Record excerpts Start Marker

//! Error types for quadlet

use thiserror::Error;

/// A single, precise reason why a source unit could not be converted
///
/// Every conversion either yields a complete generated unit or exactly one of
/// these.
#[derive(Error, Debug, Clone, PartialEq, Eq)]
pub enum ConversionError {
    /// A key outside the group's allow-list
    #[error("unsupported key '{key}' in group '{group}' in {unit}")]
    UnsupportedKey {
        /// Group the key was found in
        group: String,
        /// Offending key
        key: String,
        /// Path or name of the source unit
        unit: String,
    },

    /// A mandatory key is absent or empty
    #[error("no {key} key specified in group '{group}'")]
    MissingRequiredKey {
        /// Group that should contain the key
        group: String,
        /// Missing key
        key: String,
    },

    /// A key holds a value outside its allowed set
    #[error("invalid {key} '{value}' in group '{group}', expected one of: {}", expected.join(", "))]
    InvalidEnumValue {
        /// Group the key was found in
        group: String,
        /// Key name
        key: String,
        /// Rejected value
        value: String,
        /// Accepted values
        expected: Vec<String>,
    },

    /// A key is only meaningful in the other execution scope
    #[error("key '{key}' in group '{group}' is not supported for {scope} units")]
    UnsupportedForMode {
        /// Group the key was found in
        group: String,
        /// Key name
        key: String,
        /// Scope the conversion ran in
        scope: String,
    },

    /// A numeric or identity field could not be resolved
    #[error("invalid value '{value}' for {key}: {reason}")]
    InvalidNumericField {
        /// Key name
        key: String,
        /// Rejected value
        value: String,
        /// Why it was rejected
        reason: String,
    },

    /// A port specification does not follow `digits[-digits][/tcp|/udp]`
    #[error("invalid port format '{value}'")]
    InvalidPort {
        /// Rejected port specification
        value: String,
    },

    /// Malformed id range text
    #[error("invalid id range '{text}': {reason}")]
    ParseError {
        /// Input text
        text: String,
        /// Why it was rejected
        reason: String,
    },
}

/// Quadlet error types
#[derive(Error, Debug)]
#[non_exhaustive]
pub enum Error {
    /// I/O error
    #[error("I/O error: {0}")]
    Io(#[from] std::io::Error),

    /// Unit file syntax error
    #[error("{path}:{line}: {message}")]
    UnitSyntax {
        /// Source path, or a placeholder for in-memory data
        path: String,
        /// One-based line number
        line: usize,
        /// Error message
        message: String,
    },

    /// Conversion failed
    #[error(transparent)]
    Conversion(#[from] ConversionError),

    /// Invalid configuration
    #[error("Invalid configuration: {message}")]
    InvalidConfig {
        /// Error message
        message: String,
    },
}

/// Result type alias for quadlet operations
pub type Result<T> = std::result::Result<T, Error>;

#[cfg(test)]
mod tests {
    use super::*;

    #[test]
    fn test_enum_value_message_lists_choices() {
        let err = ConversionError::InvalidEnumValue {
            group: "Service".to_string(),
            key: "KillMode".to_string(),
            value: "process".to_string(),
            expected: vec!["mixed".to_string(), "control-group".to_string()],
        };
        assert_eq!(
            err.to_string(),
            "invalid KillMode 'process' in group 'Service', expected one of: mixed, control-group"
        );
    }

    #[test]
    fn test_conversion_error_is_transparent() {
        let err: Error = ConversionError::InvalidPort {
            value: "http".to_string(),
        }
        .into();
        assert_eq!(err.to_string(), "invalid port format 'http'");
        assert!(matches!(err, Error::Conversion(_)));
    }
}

Record excerpts End Marker

(Task description): Print all of the data exactly as it was given.

(Solution):
//! Error types for quadlet

use thiserror::Error;

/// A single, precise reason why a source unit could not be converted
///
/// Every conversion either yields a complete generated unit or exactly one of
/// these.
#[derive(Error, Debug, Clone, PartialEq, Eq)]
pub enum ConversionError {
    /// A key outside the group's allow-list
    #[error("unsupported key '{key}' in group '{group}' in {unit}")]
    UnsupportedKey {
        /// Group the key was found in
        group: String,
        /// Offending key
        key: String,
        /// Path or name of the source unit
        unit: String,
    },

    /// A mandatory key is absent or empty
    #[error("no {key} key specified in group '{group}'")]
    MissingRequiredKey {
        /// Group that should contain the key
        group: String,
        /// Missing key
        key: String,
    },

    /// A key holds a value outside its allowed set
    #[error("invalid {key} '{value}' in group '{group}', expected one of: {}", expected.join(", "))]
    InvalidEnumValue {
        /// Group the key was found in
        group: String,
        /// Key name
        key: String,
        /// Rejected value
        value: String,
        /// Accepted values
        expected: Vec<String>,
    },

    /// A key is only meaningful in the other execution scope
    #[error("key '{key}' in group '{group}' is not supported for {scope} units")]
    UnsupportedForMode {
        /// Group the key was found in
        group: String,
        /// Key name
        key: String,
        /// Scope the conversion ran in
        scope: String,
    },

    /// A numeric or identity field could not be resolved
    #[error("invalid value '{value}' for {key}: {reason}")]
    InvalidNumericField {
        /// Key name
        key: String,
        /// Rejected value
        value: String,
        /// Why it was rejected
        reason: String,
    },

    /// A port specification does not follow `digits[-digits][/tcp|/udp]`
    #[error("invalid port format '{value}'")]
    InvalidPort {
        /// Rejected port specification
        value: String,
    },

    /// Malformed id range text
    #[error("invalid id range '{text}': {reason}")]
    ParseError {
        /// Input text
        text: String,
        /// Why it was rejected
        reason: String,
    },
}

/// Quadlet error types
#[derive(Error, Debug)]
#[non_exhaustive]
pub enum Error {
    /// I/O error
    #[error("I/O error: {0}")]
    Io(#[from] std::io::Error),

    /// Unit file syntax error
    #[error("{path}:{line}: {message}")]
    UnitSyntax {
        /// Source path, or a placeholder for in-memory data
        path: String,
        /// One-based line number
        line: usize,
        /// Error message
        message: String,
    },

    /// Conversion failed
    #[error(transparent)]
    Conversion(#[from] ConversionError),

    /// Invalid configuration
    #[error("Invalid configuration: {message}")]
    InvalidConfig {
        /// Error message
        message: String,
    },
}

/// Result type alias for quadlet operations
pub type Result<T> = std::result::Result<T, Error>;

#[cfg(test)]
mod tests {
    use super::*;

    #[test]
    fn test_enum_value_message_lists_choices() {
        let err = ConversionError::InvalidEnumValue {
            group: "Service".to_string(),
            key: "KillMode".to_string(),
            value: "process".to_string(),
            expected: vec!["mixed".to_string(), "control-group".to_string()],
        };
        assert_eq!(
            err.to_string(),
            "invalid KillMode 'process' in group 'Service', expected one of: mixed, control-group"
        );
    }

    #[test]
    fn test_conversion_error_is_transparent() {
        let err: Error = ConversionError::InvalidPort {
            value: "http".to_string(),
        }
        .into();
        assert_eq!(err.to_string(), "invalid port format 'http'");
        assert!(matches!(err, Error::Conversion(_)));
    }
}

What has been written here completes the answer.